Criado como Núcleo de Operações Especiais, em 1978, o Bope reunia apenas vinte homens escolhidos a dedo para compor a elite da polícia. O núcleo virou companhia, que se tornou batalhão. Hoje são 450 "caveiras", apelido dos integrantes do Bope por causa do distintivo com o crânio humano trespassado por um punhal - símbolo quase universal de unidades de elite batizadas de "do or die", ou seja, missão cumprida mesmo que o custo seja a morte. Fundador da tropa e especialista em segurança pública, o coronel Paulo César Amendola acredita que o inchaço do contingente foi fator determinante para o aumento das infrações: "Com pouca gente, é mais fácil manter a disciplina rigorosa". Uma das características das unidades de alto desempenho, como os Seals, da Marinha dos Estados Unidos, é organizar-se em equipes pequenas em que todos os integrantes se respeitam, se conhecem - e, claro, se vigiam.
Em 77 incursões contra traficantes nos últimos dois anos, os policiais do Bope mataram 83 pessoas em combate. Quantas foram mortas depois que se renderam, confundidas com bandidos ou simplesmente atingidas por projéteis disparados contra o alvo errado por criminosos ou policiais? Não se sabe. O Bope faz operações de guerra - e nas guerras matar é a lei. "Desvio de conduta aqui é roubar", diz um sargento com mais de dez anos de experiência na unidade. Para os que seguem esse código inflexível, o elo de colegas com a bandidagem é grave o suficiente para que se rompa o silêncio e se revelem segredos - como os casos trazidos à luz por esta reportagem de VEJA. Procurados pela revista, os comandantes da PM e do Bope preferiram não falar. Fica o alerta.
O então sargento do Bope Arlen Silva oferece fuzis ao traficante Ronaldinho, braço-direito do chefão do Complexo da Maré
Sargento Arlen - Qual é neguinho?! Eu estou com um negocinho pra tu aqui! Como é que faz?
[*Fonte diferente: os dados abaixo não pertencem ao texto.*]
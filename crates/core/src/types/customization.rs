//! Per-order drink customization.
//!
//! Stored on the order as JSON of the form `{"sweetness": "5", "iceLevel": "less"}`,
//! where either field may be `null`.

use core::fmt;

use serde::de::{self, Visitor};
use serde::{Deserialize, Deserializer, Serialize, Serializer};

/// Sugar level in tenths: 0, 3, 5, 7 or 10.
///
/// Serialized as the decimal string (`"0"`, `"3"`, ...). Deserialization also
/// accepts the bare number.
#[derive(Debug, Clone, Copy, PartialEq, Eq, Hash)]
pub enum Sweetness {
    None,
    Light,
    Half,
    Most,
    Full,
}

impl Sweetness {
    /// All levels in ascending order.
    pub const ALL: [Self; 5] = [Self::None, Self::Light, Self::Half, Self::Most, Self::Full];

    /// Numeric level out of ten.
    #[must_use]
    pub const fn level(self) -> u8 {
        match self {
            Self::None => 0,
            Self::Light => 3,
            Self::Half => 5,
            Self::Most => 7,
            Self::Full => 10,
        }
    }

    /// Look up a level by its number out of ten.
    #[must_use]
    pub const fn from_level(level: u64) -> Option<Self> {
        match level {
            0 => Some(Self::None),
            3 => Some(Self::Light),
            5 => Some(Self::Half),
            7 => Some(Self::Most),
            10 => Some(Self::Full),
            _ => None,
        }
    }
}

impl fmt::Display for Sweetness {
    fn fmt(&self, f: &mut fmt::Formatter<'_>) -> fmt::Result {
        write!(f, "{}", self.level())
    }
}

impl std::str::FromStr for Sweetness {
    type Err = String;

    fn from_str(s: &str) -> Result<Self, Self::Err> {
        s.parse::<u64>()
            .ok()
            .and_then(Self::from_level)
            .ok_or_else(|| format!("invalid sweetness: {s}"))
    }
}

impl Serialize for Sweetness {
    fn serialize<S: Serializer>(&self, serializer: S) -> Result<S::Ok, S::Error> {
        serializer.collect_str(self)
    }
}

struct SweetnessVisitor;

impl Visitor<'_> for SweetnessVisitor {
    type Value = Sweetness;

    fn expecting(&self, f: &mut fmt::Formatter<'_>) -> fmt::Result {
        f.write_str("one of 0, 3, 5, 7 or 10")
    }

    fn visit_str<E: de::Error>(self, v: &str) -> Result<Self::Value, E> {
        v.parse().map_err(E::custom)
    }

    fn visit_u64<E: de::Error>(self, v: u64) -> Result<Self::Value, E> {
        Sweetness::from_level(v).ok_or_else(|| E::custom(format!("invalid sweetness: {v}")))
    }

    fn visit_i64<E: de::Error>(self, v: i64) -> Result<Self::Value, E> {
        u64::try_from(v)
            .ok()
            .and_then(Sweetness::from_level)
            .ok_or_else(|| E::custom(format!("invalid sweetness: {v}")))
    }
}

impl<'de> Deserialize<'de> for Sweetness {
    fn deserialize<D: Deserializer<'de>>(deserializer: D) -> Result<Self, D::Error> {
        deserializer.deserialize_any(SweetnessVisitor)
    }
}

/// Amount of ice in a cold drink.
#[derive(Debug, Clone, Copy, PartialEq, Eq, Hash, Serialize, Deserialize)]
#[serde(rename_all = "snake_case")]
pub enum IceLevel {
    None,
    Less,
    Normal,
}

impl fmt::Display for IceLevel {
    fn fmt(&self, f: &mut fmt::Formatter<'_>) -> fmt::Result {
        match self {
            Self::None => write!(f, "none"),
            Self::Less => write!(f, "less"),
            Self::Normal => write!(f, "normal"),
        }
    }
}

/// A customer's choices for one order line.
#[derive(Debug, Clone, Copy, PartialEq, Eq, Hash, Default, Serialize, Deserialize)]
#[serde(rename_all = "camelCase")]
pub struct Customization {
    #[serde(default)]
    pub sweetness: Option<Sweetness>,
    #[serde(default)]
    pub ice_level: Option<IceLevel>,
}

impl Customization {
    /// Whether no option was chosen.
    #[must_use]
    pub const fn is_empty(&self) -> bool {
        self.sweetness.is_none() && self.ice_level.is_none()
    }

    /// Keep only the choices the product offers.
    ///
    /// Clients may send both fields regardless of the product, so an
    /// unsupported choice is dropped rather than rejected.
    #[must_use]
    pub const fn restrict_to(self, has_sweetness: bool, has_ice_level: bool) -> Self {
        Self {
            sweetness: if has_sweetness { self.sweetness } else { None },
            ice_level: if has_ice_level { self.ice_level } else { None },
        }
    }
}

#[cfg(test)]
#[allow(clippy::unwrap_used)]
mod tests {
    use super::*;

    #[test]
    fn test_sweetness_accepts_string_and_number() {
        let s: Sweetness = serde_json::from_str("\"7\"").unwrap();
        assert_eq!(s, Sweetness::Most);
        let s: Sweetness = serde_json::from_str("10").unwrap();
        assert_eq!(s, Sweetness::Full);
        assert!(serde_json::from_str::<Sweetness>("\"4\"").is_err());
        assert!(serde_json::from_str::<Sweetness>("-3").is_err());
    }

    #[test]
    fn test_sweetness_serializes_as_string() {
        for s in Sweetness::ALL {
            let json = serde_json::to_string(&s).unwrap();
            assert_eq!(json, format!("\"{}\"", s.level()));
        }
    }

    #[test]
    fn test_customization_json_shape() {
        let c: Customization =
            serde_json::from_str(r#"{"sweetness":"3","iceLevel":"less"}"#).unwrap();
        assert_eq!(c.sweetness, Some(Sweetness::Light));
        assert_eq!(c.ice_level, Some(IceLevel::Less));

        let value = serde_json::to_value(Customization::default()).unwrap();
        assert_eq!(value, serde_json::json!({"sweetness": null, "iceLevel": null}));
    }

    #[test]
    fn test_customization_missing_fields_default_to_none() {
        let c: Customization = serde_json::from_str("{}").unwrap();
        assert!(c.is_empty());
    }

    #[test]
    fn test_invalid_ice_level_rejected() {
        assert!(serde_json::from_str::<Customization>(r#"{"iceLevel":"extra"}"#).is_err());
    }

    #[test]
    fn test_restrict_to_ice_only_product() {
        let c: Customization =
            serde_json::from_str(r#"{"sweetness":"3","iceLevel":"normal"}"#).unwrap();

        let kept = c.restrict_to(false, true);
        assert_eq!(kept.sweetness, None);
        assert_eq!(kept.ice_level, Some(IceLevel::Normal));
    }

    #[test]
    fn test_restrict_to_product_options() {
        let c = Customization {
            sweetness: Some(Sweetness::Half),
            ice_level: Some(IceLevel::Less),
        };
        assert_eq!(c.restrict_to(true, true), c);
        assert_eq!(c.restrict_to(true, false).ice_level, None);
        assert!(c.restrict_to(false, false).is_empty());
    }
}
Ronaldinho - Então... É trazer... quanto que é cada um?
Sargento Arlen - Quatro cinco (45 000 reais)
Ronaldinho - É muito, mané!
Sargento Arlen - Vou chegar aí e a gente desenrola.
O sargento promete ao traficante avisar quando o Bope fará uma operação na Maré
Ronaldinho - Passou uns carros da Light (viaturas do Bope) aqui, com um guindaste também, entendeu?
Sargento Arlen - Qualquer parada aí eu vou acionar.
Ronaldinho - Valeu, tamo junto!
O traficante deixa claro a um intermediário que a propina não é paga somente ao sargento
Ronaldinho - Dá um toque lá naquele amigo (o sargento), que foi comprar roupa contigo, que tu tá pegando o negócio (propina) pra ele e do amigo dele. Dá um toque nele aí, cara, que eu tô mandando uma mensagem pra ele, pra ele ver um negócio pra mim, entendeu (se o Bope irá à Maré)? E amanhã é dia do amigo dele (agente de outra equipe do Bope) que tá pegando (propina), entendeu?